O ministro das Relações Institucionais, Alexandre Padilha, disse considerar “bizarro” o fato de alguns parlamentares aliados terem assinaram o pedido de impeachment do presidente Luiz Inácio Lula da Silva (PT). Embora tenha sido surpreendido com a postura, garantiu que o governo não vai discutir “punição”.
“Vamos discutir providências, não significa punição, o papel do governo não é punir ninguém, mas analisar os posicionamentos”, afirmou, nesta quarta-feira (28). Líder do governo na Câmara, o deputado federal José Guimarães pretende apresentar ao governo uma relação dos congressistas que assinaram o pedido.
“À medida que o líder Guimarães trouxer essa lista vamos analisar com respeito, tranquilidade, respeito. Acho muito estranho, inesperado, que alguém que assine uma lista como essa queira participar do governo, seria algo bizarro que participasse do governo”, disse.
Na terça-feira (27), Guimarães postou no X (antigo Twitter) não ser “razoável” ou compatível “o parlamentar ser da base do governo, ter relação com o governo e assinar pedido de impeachment“. “A minha posição é encaminhar a lista desses parlamentares para que o governo tome providências”, falou.

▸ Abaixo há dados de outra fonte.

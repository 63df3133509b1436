//! LLM transport — the single point of entry for completion calls.
//!
//! ARCHITECTURAL RULE: no other module may talk to the model backend
//! directly. The pipeline depends on the `CompletionBackend` trait only, so
//! tests swap in a canned backend and the Ollama client stays the one place
//! that knows about HTTP.
//!
//! No retry or backoff here: a transport failure propagates to the caller
//! as-is and the enclosing handler turns it into an error response.

use async_trait::async_trait;
use reqwest::Client;
use serde::{Deserialize, Serialize};
use thiserror::Error;
use tracing::debug;

const REQUEST_TIMEOUT_SECS: u64 = 120;

#[derive(Debug, Error)]
pub enum LlmError {
    #[error("HTTP error: {0}")]
    Http(#[from] reqwest::Error),

    #[error("API error (status {status}): {message}")]
    Api { status: u16, message: String },

    #[error("Backend returned empty content")]
    EmptyContent,
}

/// A completion backend: takes a prompt string, returns the model's raw
/// text reply. Carried in `AppState` as `Arc<dyn CompletionBackend>`.
#[async_trait]
pub trait CompletionBackend: Send + Sync {
    async fn complete(&self, prompt: &str) -> Result<String, LlmError>;
}

#[derive(Debug, Serialize)]
struct OllamaRequest<'a> {
    model: &'a str,
    prompt: &'a str,
    stream: bool,
}

#[derive(Debug, Deserialize)]
struct OllamaResponse {
    response: String,
}

/// Completion backend for a local Ollama server (`POST /api/generate`).
#[derive(Clone)]
pub struct OllamaClient {
    client: Client,
    base_url: String,
    model: String,
}

impl OllamaClient {
    pub fn new(base_url: String, model: String) -> Self {
        Self {
            client: Client::builder()
                .timeout(std::time::Duration::from_secs(REQUEST_TIMEOUT_SECS))
                .build()
                .expect("Failed to build HTTP client"),
            base_url,
            model,
        }
    }
}

#[async_trait]
impl CompletionBackend for OllamaClient {
    async fn complete(&self, prompt: &str) -> Result<String, LlmError> {
        let request_body = OllamaRequest {
            model: &self.model,
            prompt,
            stream: false,
        };

        let response = self
            .client
            .post(format!("{}/api/generate", self.base_url))
            .json(&request_body)
            .send()
            .await?;

        let status = response.status();
        if !status.is_success() {
            let message = response.text().await.unwrap_or_default();
            return Err(LlmError::Api {
                status: status.as_u16(),
                message,
            });
        }

        let body: OllamaResponse = response.json().await?;
        if body.response.trim().is_empty() {
            return Err(LlmError::EmptyContent);
        }

        debug!("Completion call succeeded: {} chars", body.response.len());
        Ok(body.response)
    }
}

#[cfg(test)]
mod tests {
    use super::*;

    #[test]
    fn test_ollama_request_serializes_expected_shape() {
        let body = OllamaRequest {
            model: "llama3",
            prompt: "Say hello",
            stream: false,
        };
        let value = serde_json::to_value(&body).unwrap();
        assert_eq!(value["model"], "llama3");
        assert_eq!(value["prompt"], "Say hello");
        assert_eq!(value["stream"], false);
    }

    #[test]
    fn test_ollama_response_deserializes_response_field() {
        let json = r#"{"model": "llama3", "response": "Hello!", "done": true}"#;
        let body: OllamaResponse = serde_json::from_str(json).unwrap();
        assert_eq!(body.response, "Hello!");
    }
}
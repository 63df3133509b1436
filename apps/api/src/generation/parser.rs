//! Response Parser — extracts per-field answers from the model's free-text
//! reply and validates them against the request's field list.
//!
//! The reply sub-protocol is a repeated two-line marker pattern:
//!
//! ```text
//! FIELD_ID: <integer>
//! RESPONSE: <one or more lines of free text>
//! ```
//!
//! One occurrence's payload ends where the next `FIELD_ID:` marker begins,
//! or at end of input for the last occurrence. Keyword match is
//! case-sensitive; whitespace around the colons and the newline is
//! tolerated. There is no escaping on either side of the protocol, so a
//! payload containing a literal `FIELD_ID:` marker line desynchronizes the
//! scan; known limitation, not mitigated.
//!
//! Parsing never fails: malformed or unknown occurrences degrade to "no
//! response for that occurrence" and the caller receives whatever was
//! accepted, in reply order.

use std::collections::HashSet;

use regex::Regex;
use tracing::warn;

use crate::models::request::FormField;
use crate::models::response::{FieldResponse, GenerationResult};

/// Marker pattern for one occurrence. The payload is everything after the
/// match, up to the next match or end of input — sliced by offset rather
/// than captured, since the regex crate has no lookahead.
const OCCURRENCE_PATTERN: &str = r"FIELD_ID:\s*(\d+)\s*\n\s*RESPONSE:";

/// A recoverable problem found while scanning the reply. Carried alongside
/// the accepted responses so callers can surface partial-parse diagnostics
/// instead of relying on log output.
#[derive(Debug, Clone, PartialEq, Eq)]
pub enum ParseWarning {
    /// The text in id position matched digits but does not fit an i64.
    MalformedFieldId { raw: String },
}

/// Accepted responses plus soft warnings from one scan of a model reply.
#[derive(Debug, Clone)]
pub struct ParsedReply {
    pub responses: Vec<FieldResponse>,
    pub warnings: Vec<ParseWarning>,
}

/// Parses a raw model reply against the request's known field set and
/// assembles the final result. Never fails; an unusable reply yields an
/// empty response list.
pub fn parse_generation_reply(raw_text: &str, known_fields: &[FormField]) -> GenerationResult {
    let parsed = scan_reply(raw_text, known_fields);
    for warning in &parsed.warnings {
        match warning {
            ParseWarning::MalformedFieldId { raw } => {
                warn!("Dropping reply occurrence with malformed field id: {raw:?}");
            }
        }
    }
    GenerationResult::from_responses(parsed.responses)
}

/// Scans the reply for `FIELD_ID`/`RESPONSE` occurrences.
///
/// Occurrences whose id is not in `known_fields` are dropped silently —
/// models routinely hallucinate extra ids, so this is expected traffic, not
/// a diagnostic. Duplicate known ids are all kept, in reply order; deduping
/// is the consumer's call.
pub fn scan_reply(raw_text: &str, known_fields: &[FormField]) -> ParsedReply {
    let marker = Regex::new(OCCURRENCE_PATTERN).expect("occurrence pattern is valid");
    let known_ids: HashSet<i64> = known_fields.iter().map(|f| f.id).collect();

    let mut responses = Vec::new();
    let mut warnings = Vec::new();

    let matches: Vec<_> = marker.captures_iter(raw_text).collect();
    for (index, captures) in matches.iter().enumerate() {
        let raw_id = &captures[1];
        let Ok(field_id) = raw_id.parse::<i64>() else {
            warnings.push(ParseWarning::MalformedFieldId {
                raw: raw_id.to_string(),
            });
            continue;
        };

        if !known_ids.contains(&field_id) {
            continue;
        }

        let payload_start = captures.get(0).expect("match 0 always present").end();
        let payload_end = matches
            .get(index + 1)
            .map(|next| next.get(0).expect("match 0 always present").start())
            .unwrap_or(raw_text.len());

        responses.push(FieldResponse {
            field_id,
            field_value: raw_text[payload_start..payload_end].trim().to_string(),
        });
    }

    ParsedReply {
        responses,
        warnings,
    }
}
#![allow(dead_code)]

use axum::{
    http::StatusCode,
    response::{IntoResponse, Response},
    Json,
};
use serde_json::json;
use thiserror::Error;

/// Application-level error type.
/// Implements `IntoResponse` so Axum handlers can return `Result<T, AppError>`.
///
/// Parsing-level problems never surface here — the reply parser recovers
/// locally and returns a shorter response list. Only request validation and
/// upstream transport failures become error responses.
#[derive(Debug, Error)]
pub enum AppError {
    #[error("Validation error: {0}")]
    Validation(String),

    #[error("LLM error: {0}")]
    Llm(String),

    #[error("Internal server error: {0}")]
    Internal(#[from] anyhow::Error),
}

impl IntoResponse for AppError {
    fn into_response(self) -> Response {
        let (status, code, message) = match &self {
            AppError::Validation(msg) => (StatusCode::BAD_REQUEST, "VALIDATION_ERROR", msg.clone()),
            AppError::Llm(msg) => {
                tracing::error!("LLM error: {msg}");
                (
                    StatusCode::INTERNAL_SERVER_ERROR,
                    "LLM_ERROR",
                    "An AI processing error occurred".to_string(),
                )
            }
            AppError::Internal(e) => {
                tracing::error!("Internal error: {e:?}");
                (
                    StatusCode::INTERNAL_SERVER_ERROR,
                    "INTERNAL_ERROR",
                    "An internal server error occurred".to_string(),
                )
            }
        };

        let body = Json(json!({
            "error": {
                "code": code,
                "message": message
            }
        }));

        (status, body).into_response()
    }
}

#[cfg(test)]
mod tests {
    use super::*;

    #[test]
    fn test_validation_error_maps_to_bad_request() {
        let response = AppError::Validation("formFields cannot be empty".to_string());
        assert_eq!(
            response.into_response().status(),
            StatusCode::BAD_REQUEST
        );
    }

    #[test]
    fn test_llm_error_maps_to_internal_server_error() {
        let response = AppError::Llm("backend unreachable".to_string());
        assert_eq!(
            response.into_response().status(),
            StatusCode::INTERNAL_SERVER_ERROR
        );
    }
}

No entanto, Padilha negou ter sido discutido na reunião de hoje, com lideranças da Câmara, o tema do impeachment de Lula.
Cerca de 140 parlamentares, sendo quase 50 da base governista, assinaram o pedido para tirar Lula da Presidência do país, após o chefe do Executivo dar uma declaração comparando as ações de Israel, na guerra com o Hamas, ao Holocausto durante a Segunda Guerra Mundial.
“O que está acontecendo na Faixa de Gaza e com o povo palestino não existe em nenhum outro momento histórico. Aliás, existiu quando Hitler resolveu matar os judeus”, disse o petista na Etiópia, no dia 18 de fevereiro. O ministro também detalhou algumas previsões de compromissos a serem realizados na próxima semana, a fim de reforçar a relação entre Executivo e Legislativo.